Starting at the line that holds "elwt.set_control_flow(ControlFlow::Wait);" and stopping at the line that holds "id == window_id", restate the records below word for word, with both of those lines included.

[Task input — start]

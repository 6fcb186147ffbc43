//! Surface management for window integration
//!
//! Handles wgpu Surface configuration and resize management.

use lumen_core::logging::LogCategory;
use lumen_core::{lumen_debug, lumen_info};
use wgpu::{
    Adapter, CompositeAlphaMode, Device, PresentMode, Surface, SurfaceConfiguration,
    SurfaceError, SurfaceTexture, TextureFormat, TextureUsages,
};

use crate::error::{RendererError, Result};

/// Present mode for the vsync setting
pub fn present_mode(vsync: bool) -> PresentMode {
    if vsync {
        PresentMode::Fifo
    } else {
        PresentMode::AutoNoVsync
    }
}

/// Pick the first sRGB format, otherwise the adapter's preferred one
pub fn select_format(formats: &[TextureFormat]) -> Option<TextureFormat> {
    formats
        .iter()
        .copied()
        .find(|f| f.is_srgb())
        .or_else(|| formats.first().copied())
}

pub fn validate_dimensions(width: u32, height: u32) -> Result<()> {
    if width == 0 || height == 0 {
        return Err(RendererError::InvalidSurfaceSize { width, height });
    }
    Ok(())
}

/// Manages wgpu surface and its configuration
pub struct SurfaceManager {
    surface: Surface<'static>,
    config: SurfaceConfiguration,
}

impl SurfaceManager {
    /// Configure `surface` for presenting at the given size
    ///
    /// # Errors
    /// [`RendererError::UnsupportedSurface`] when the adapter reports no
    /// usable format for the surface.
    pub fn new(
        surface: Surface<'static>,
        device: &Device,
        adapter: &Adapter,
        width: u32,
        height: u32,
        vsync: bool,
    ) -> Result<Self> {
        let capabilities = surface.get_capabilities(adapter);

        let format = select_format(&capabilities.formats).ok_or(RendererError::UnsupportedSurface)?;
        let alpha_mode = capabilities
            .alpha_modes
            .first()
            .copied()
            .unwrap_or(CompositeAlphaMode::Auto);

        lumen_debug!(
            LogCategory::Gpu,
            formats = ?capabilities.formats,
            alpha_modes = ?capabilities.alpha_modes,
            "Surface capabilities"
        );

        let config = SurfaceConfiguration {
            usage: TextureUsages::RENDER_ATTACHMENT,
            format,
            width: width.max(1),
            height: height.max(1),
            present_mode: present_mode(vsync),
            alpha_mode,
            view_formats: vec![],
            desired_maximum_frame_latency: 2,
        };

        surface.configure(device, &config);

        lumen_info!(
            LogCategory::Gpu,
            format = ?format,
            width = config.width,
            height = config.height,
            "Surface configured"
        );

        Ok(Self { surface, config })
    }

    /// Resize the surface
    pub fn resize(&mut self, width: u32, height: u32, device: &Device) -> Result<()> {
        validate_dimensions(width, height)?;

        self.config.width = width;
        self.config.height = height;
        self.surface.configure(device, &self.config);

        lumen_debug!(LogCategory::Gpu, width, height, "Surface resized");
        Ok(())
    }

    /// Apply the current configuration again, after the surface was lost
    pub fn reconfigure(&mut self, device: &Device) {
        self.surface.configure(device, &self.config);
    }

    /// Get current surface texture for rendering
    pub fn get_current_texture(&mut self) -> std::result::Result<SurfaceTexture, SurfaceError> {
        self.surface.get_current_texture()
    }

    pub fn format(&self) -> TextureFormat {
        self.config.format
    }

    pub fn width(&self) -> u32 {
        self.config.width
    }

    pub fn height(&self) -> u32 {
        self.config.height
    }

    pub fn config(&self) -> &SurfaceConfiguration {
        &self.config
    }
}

[Task input — finish]
[Task input — start]

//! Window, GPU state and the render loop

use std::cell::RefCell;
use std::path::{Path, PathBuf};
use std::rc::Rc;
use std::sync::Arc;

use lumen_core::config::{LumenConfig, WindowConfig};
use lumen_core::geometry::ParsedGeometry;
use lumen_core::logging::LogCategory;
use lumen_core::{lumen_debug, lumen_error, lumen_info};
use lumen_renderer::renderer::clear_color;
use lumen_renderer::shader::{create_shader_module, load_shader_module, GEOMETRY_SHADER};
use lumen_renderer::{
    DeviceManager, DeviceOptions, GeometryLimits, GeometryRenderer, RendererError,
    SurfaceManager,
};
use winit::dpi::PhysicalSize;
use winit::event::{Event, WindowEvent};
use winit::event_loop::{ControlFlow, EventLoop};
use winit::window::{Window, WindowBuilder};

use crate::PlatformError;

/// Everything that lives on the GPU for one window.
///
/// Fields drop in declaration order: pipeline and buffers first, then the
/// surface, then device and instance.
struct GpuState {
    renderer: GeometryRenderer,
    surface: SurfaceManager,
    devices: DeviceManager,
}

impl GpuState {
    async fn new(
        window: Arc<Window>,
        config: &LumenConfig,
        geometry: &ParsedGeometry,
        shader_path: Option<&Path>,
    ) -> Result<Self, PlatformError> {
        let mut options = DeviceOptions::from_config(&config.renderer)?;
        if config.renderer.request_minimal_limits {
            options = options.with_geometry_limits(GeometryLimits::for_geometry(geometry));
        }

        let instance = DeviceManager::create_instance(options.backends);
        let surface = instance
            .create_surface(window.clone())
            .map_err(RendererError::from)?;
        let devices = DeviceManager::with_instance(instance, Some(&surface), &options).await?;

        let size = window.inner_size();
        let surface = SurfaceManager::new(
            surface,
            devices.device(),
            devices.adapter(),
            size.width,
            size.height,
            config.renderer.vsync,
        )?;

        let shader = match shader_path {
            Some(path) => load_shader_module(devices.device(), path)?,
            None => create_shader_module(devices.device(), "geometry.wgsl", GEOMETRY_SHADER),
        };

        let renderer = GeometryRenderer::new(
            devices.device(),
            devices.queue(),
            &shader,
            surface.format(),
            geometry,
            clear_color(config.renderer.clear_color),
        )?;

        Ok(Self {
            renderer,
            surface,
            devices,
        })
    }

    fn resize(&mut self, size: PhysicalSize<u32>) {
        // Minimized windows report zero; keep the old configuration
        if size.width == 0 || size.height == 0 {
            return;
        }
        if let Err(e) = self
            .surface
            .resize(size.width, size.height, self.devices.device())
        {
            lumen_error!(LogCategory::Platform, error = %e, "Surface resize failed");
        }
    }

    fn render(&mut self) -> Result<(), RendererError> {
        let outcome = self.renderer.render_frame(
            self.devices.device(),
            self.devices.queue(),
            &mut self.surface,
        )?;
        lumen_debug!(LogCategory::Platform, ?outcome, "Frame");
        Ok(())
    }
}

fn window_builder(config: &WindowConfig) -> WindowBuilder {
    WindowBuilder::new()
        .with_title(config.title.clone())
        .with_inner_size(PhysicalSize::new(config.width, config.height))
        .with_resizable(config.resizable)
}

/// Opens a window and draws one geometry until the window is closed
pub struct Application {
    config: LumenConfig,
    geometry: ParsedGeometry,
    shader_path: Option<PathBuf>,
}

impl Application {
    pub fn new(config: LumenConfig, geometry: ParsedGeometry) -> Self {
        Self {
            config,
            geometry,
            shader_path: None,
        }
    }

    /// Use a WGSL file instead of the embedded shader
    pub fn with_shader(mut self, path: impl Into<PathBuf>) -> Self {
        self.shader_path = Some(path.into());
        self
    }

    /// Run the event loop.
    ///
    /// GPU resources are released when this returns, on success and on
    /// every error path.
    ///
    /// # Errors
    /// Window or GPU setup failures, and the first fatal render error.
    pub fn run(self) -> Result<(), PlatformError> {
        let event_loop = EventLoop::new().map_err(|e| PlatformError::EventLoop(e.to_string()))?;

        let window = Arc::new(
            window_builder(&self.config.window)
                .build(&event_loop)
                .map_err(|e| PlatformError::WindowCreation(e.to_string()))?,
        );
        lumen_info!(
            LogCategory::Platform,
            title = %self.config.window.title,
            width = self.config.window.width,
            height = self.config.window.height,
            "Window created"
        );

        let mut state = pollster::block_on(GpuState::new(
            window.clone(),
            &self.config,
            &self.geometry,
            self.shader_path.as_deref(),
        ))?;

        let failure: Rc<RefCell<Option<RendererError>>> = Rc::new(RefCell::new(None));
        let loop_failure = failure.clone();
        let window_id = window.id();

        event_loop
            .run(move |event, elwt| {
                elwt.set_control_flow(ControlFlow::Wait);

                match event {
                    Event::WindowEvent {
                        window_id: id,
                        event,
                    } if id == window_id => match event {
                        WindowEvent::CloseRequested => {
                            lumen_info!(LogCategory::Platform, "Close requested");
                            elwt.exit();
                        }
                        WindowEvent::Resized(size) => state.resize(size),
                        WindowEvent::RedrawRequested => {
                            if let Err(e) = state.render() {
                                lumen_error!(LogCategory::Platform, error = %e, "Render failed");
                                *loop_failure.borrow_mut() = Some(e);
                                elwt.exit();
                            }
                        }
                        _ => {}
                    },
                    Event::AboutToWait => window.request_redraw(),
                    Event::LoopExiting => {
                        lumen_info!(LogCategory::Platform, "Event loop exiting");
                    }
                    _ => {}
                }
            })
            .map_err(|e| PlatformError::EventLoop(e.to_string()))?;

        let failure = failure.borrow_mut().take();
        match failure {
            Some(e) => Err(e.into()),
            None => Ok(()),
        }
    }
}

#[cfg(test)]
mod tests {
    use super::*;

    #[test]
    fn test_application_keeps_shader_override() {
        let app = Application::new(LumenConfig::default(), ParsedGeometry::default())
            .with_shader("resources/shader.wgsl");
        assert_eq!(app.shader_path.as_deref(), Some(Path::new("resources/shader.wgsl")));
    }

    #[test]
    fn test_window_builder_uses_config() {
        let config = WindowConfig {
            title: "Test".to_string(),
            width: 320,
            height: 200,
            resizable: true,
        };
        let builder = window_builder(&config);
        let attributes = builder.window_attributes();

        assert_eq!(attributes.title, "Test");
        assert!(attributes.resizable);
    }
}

[Task input — finish]

### [Answer section]
                elwt.set_control_flow(ControlFlow::Wait);

                match event {
                    Event::WindowEvent {
                        window_id: id,
                        event,
                    } if id == window_id => match event {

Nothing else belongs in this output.